In order to take a decision whether to lend or not, banks would be collecting all the
information/documents such as party's existing income/ KYC documents etc., from the
prospective borrower. However at times it is very difficult to get the authentic information about
the party's past dealings and also his repayment history of fulfilling past commitment which is
provided by scanning into party's CIBIL report.
Now lets discuss the importance of accessing into CIBIL information before granting a loan to
customers especially retail as well as SME customers.
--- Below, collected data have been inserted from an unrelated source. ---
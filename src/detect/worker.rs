use anyhow::{anyhow, Context, Result};
use std::thread::JoinHandle;

use crate::detect::backend::DetectorBackend;
use crate::detect::queue::{FrameQueue, WorkItem};
use crate::detect::slot::DetectionSlot;
use crate::frame::Frame;

/// Counters reported by the worker when it exits.
#[derive(Clone, Debug, Default, PartialEq, Eq)]
pub struct WorkerStats {
    pub frames: u64,
    pub detections: u64,
    pub misses: u64,
    pub failures: u64,
    pub last_pts: Option<u64>,
}

/// Detection running on its own thread.
///
/// Frames go in through the queue; positions come out through the slot.
/// Nothing else is shared with the thread. Teardown is `shutdown()`: the
/// sentinel is queued behind any pending frames and the thread is joined.
/// Dropping the worker without calling `shutdown()` runs the same protocol.
pub struct DetectionWorker {
    queue: FrameQueue,
    handle: Option<JoinHandle<WorkerStats>>,
    backend_name: &'static str,
}

impl DetectionWorker {
    pub fn spawn<B>(mut backend: B, queue: FrameQueue, slot: DetectionSlot) -> Result<Self>
    where
        B: DetectorBackend + 'static,
    {
        let backend_name = backend.name();
        let worker_queue = queue.clone();
        let handle = std::thread::Builder::new()
            .name(format!("detect-{}", backend_name))
            .spawn(move || {
                if let Err(err) = backend.warm_up() {
                    log::warn!("detector warm-up failed: {}", err);
                }
                run_worker(&mut backend, &worker_queue, &slot)
            })
            .context("failed to spawn detection worker")?;
        log::debug!("detection worker started (backend={})", backend_name);
        Ok(Self {
            queue,
            handle: Some(handle),
            backend_name,
        })
    }

    pub fn backend_name(&self) -> &'static str {
        self.backend_name
    }

    /// Queue a frame for detection.
    pub fn submit(&self, frame: Frame) -> Result<()> {
        self.queue.push(frame)
    }

    /// Frames waiting for the worker.
    pub fn backlog(&self) -> Result<usize> {
        self.queue.len()
    }

    /// Drain, stop and join the worker thread.
    pub fn shutdown(mut self) -> Result<WorkerStats> {
        self.stop()
    }

    fn stop(&mut self) -> Result<WorkerStats> {
        let Some(handle) = self.handle.take() else {
            return Ok(WorkerStats::default());
        };
        self.queue.close()?;
        let stats = handle
            .join()
            .map_err(|_| anyhow!("detection worker thread panicked"))?;
        log::debug!(
            "detection worker stopped: frames={} detections={} misses={} failures={}",
            stats.frames,
            stats.detections,
            stats.misses,
            stats.failures
        );
        Ok(stats)
    }
}

impl Drop for DetectionWorker {
    fn drop(&mut self) {
        if self.handle.is_some() {
            if let Err(err) = self.stop() {
                log::error!("detection worker teardown failed: {}", err);
            }
        }
    }
}

fn run_worker(
    backend: &mut dyn DetectorBackend,
    queue: &FrameQueue,
    slot: &DetectionSlot,
) -> WorkerStats {
    let mut stats = WorkerStats::default();
    loop {
        let frame = match queue.pop() {
            Ok(WorkItem::Frame(frame)) => frame,
            Ok(WorkItem::Shutdown) => break,
            Err(err) => {
                log::error!("detection worker lost its queue: {}", err);
                break;
            }
        };
        stats.frames += 1;
        stats.last_pts = Some(frame.pts);

        match backend.detect(&frame) {
            Ok(Some(point)) => {
                if let Err(err) = slot.publish(point) {
                    log::error!("detection worker cannot publish: {}", err);
                    break;
                }
                stats.detections += 1;
                log::trace!("pts={} detected at {}", frame.pts, point);
            }
            // Keep the last known position.
            Ok(None) => stats.misses += 1,
            Err(err) => {
                stats.failures += 1;
                log::warn!("detection failed for pts={}: {}", frame.pts, err);
            }
        }
    }
    stats
}

#[cfg(test)]
mod tests {
    use super::*;
    use crate::detect::backends::stub::StubStep;
    use crate::detect::backends::{ContourBackend, StubBackend};
    use crate::detect::result::Point;
    use crate::frame::render_ball;
    use std::time::Duration;

    #[test]
    fn worker_publishes_ball_position() {
        let slot = DetectionSlot::new();
        let worker =
            DetectionWorker::spawn(ContourBackend::new(), FrameQueue::unbounded(), slot.clone())
                .unwrap();
        worker.submit(render_ball(640, 480, (320, 240), 20, 3000)).unwrap();
        let stats = worker.shutdown().unwrap();

        assert_eq!(stats.frames, 1);
        assert_eq!(stats.detections, 1);
        assert_eq!(stats.last_pts, Some(3000));
        let found = slot.latest().unwrap().expect("published");
        assert!((found.x - 320).abs() <= 2);
        assert!((found.y - 240).abs() <= 2);
    }

    #[test]
    fn empty_frame_leaves_slot_unchanged() {
        let slot = DetectionSlot::new();
        let worker =
            DetectionWorker::spawn(ContourBackend::new(), FrameQueue::unbounded(), slot.clone())
                .unwrap();
        worker.submit(Frame::blank(640, 480, 0)).unwrap();
        let stats = worker.shutdown().unwrap();
        assert_eq!(stats.misses, 1);
        assert_eq!(slot.latest().unwrap(), None);
        assert_eq!(slot.snapshot().unwrap(), Point::new(0, 0));
    }

    #[test]
    fn misses_and_failures_retain_last_good_position() {
        let slot = DetectionSlot::new();
        let backend = StubBackend::new([
            StubStep::Found(Point::new(10, 20)),
            StubStep::Missed,
            StubStep::Fail,
        ]);
        let worker = DetectionWorker::spawn(backend, FrameQueue::unbounded(), slot.clone()).unwrap();
        for pts in 1..=3 {
            worker.submit(Frame::blank(4, 4, pts)).unwrap();
        }
        let stats = worker.shutdown().unwrap();
        assert_eq!(
            stats,
            WorkerStats {
                frames: 3,
                detections: 1,
                misses: 1,
                failures: 1,
                last_pts: Some(3),
            }
        );
        assert_eq!(slot.latest().unwrap(), Some(Point::new(10, 20)));
    }

    #[test]
    fn shutdown_drains_pending_frames() {
        let slot = DetectionSlot::new();
        let script = (0..20).map(|i| StubStep::Found(Point::new(i, i)));
        let backend = StubBackend::new(script).with_delay(Duration::from_millis(2));
        let worker = DetectionWorker::spawn(backend, FrameQueue::unbounded(), slot.clone()).unwrap();
        for pts in 0..20 {
            worker.submit(Frame::blank(4, 4, pts)).unwrap();
        }
        let stats = worker.shutdown().unwrap();
        assert_eq!(stats.frames, 20);
        assert_eq!(slot.latest().unwrap(), Some(Point::new(19, 19)));
    }

    #[test]
    fn drop_joins_the_thread() {
        let queue = FrameQueue::unbounded();
        let worker =
            DetectionWorker::spawn(StubBackend::default(), queue.clone(), DetectionSlot::new())
                .unwrap();
        drop(worker);
        assert!(queue.is_closed().unwrap());
        assert!(queue.is_empty().unwrap());
    }
}
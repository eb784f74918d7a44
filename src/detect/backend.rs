use anyhow::Result;

use crate::detect::result::Point;
use crate::frame::Frame;

/// Detector backend trait.
///
/// A backend runs on the detection worker thread and owns whatever state it
/// needs between frames. It only sees frames through a shared borrow and
/// reports at most one position per frame.
pub trait DetectorBackend: Send {
    /// Backend identifier.
    fn name(&self) -> &'static str;

    /// Locate the object in a frame.
    ///
    /// `Ok(None)` means nothing usable was found; the caller keeps the
    /// previous position. `Err` is reserved for frames the backend cannot
    /// interpret at all.
    fn detect(&mut self, frame: &Frame) -> Result<Option<Point>>;

    /// Optional warm-up hook, called once on the worker thread before the
    /// first frame.
    fn warm_up(&mut self) -> Result<()> {
        Ok(())
    }
}
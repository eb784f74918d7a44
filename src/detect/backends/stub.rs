use anyhow::{bail, Result};
use std::collections::VecDeque;
use std::time::Duration;

use crate::detect::backend::DetectorBackend;
use crate::detect::result::Point;
use crate::frame::Frame;

/// Stub backend for testing. Replays a fixed script of results, one per
/// frame, and returns `None` once the script is exhausted.
pub struct StubBackend {
    script: VecDeque<StubStep>,
    delay: Option<Duration>,
}

#[derive(Clone, Debug)]
pub enum StubStep {
    Found(Point),
    Missed,
    Fail,
}

impl StubBackend {
    pub fn new(script: impl IntoIterator<Item = StubStep>) -> Self {
        Self {
            script: script.into_iter().collect(),
            delay: None,
        }
    }

    /// Simulate a slow pipeline.
    pub fn with_delay(mut self, delay: Duration) -> Self {
        self.delay = Some(delay);
        self
    }
}

impl Default for StubBackend {
    fn default() -> Self {
        Self::new([])
    }
}

impl DetectorBackend for StubBackend {
    fn name(&self) -> &'static str {
        "stub"
    }

    fn detect(&mut self, _frame: &Frame) -> Result<Option<Point>> {
        if let Some(delay) = self.delay {
            std::thread::sleep(delay);
        }
        match self.script.pop_front() {
            Some(StubStep::Found(point)) => Ok(Some(point)),
            Some(StubStep::Missed) | None => Ok(None),
            Some(StubStep::Fail) => bail!("scripted detector failure"),
        }
    }
}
CIBIL, which stands for Credit Information Bureau (India) Limited, is an ISO 27001:2005
company. A first of its kind, it is Indias premier Credit Information Company (CIC). Founded in
the year 2000, it has established itself as a key participant of the Indian financial system. The
company records credit related information of individuals as submitted by registered member
institutions. CIBIL works in association with TransUnion International Inc. and Dun and
Bradstreet.
CIBIL has two major segments viz. the Consumer Bureau and the Commercial Bureau. The
Consumer Bureau maintains credit records of individuals while the Commercial Bureau
maintains credit records of institutions/companies.
The Credit Information Bureau (India) Ltd, better known as CIBIL, is the premier agency for
providing credit reports and scores pertaining to individuals. CIBIL sources financial data of
individuals such as loan and credit card information from leading banks and other financial
institutions in India. This data is then presented in the form of a CIBIL credit report, also known
as a Credit Information Report (CIR).
Analyzing your CIBIL score
Score of -1: This implies that the borrower has no previous history of borrowings with any bank
or other financial institutions in the country i.e. No credit history.
Score of -0: This implies that the borrower has less than 6 months history of borrowings with
any bank or other financial institutions in the country.
Score from: 300-600: Individuals with CIBIL credit scores in this slab are considered to be a
credit risk by banks and other financial institutions. In general, credit cards and loans will not be
provided to people in this slab.
Score from: 601-750: This is the intermediate range of scores and will allow you to borrow from
various lenders. However, banks may refer to your overall financial position and consider other
risk related criteria to ascertain your creditworthiness. e.g. stable employment, different sources
of income, loan security etc.
Score in excess of 750+: Scores above 750 are considered to be good and will help you in
getting loan or a credit card with ease. If your credit score is high, you can leverage this to
negotiate with lenders for better/lower interest rates.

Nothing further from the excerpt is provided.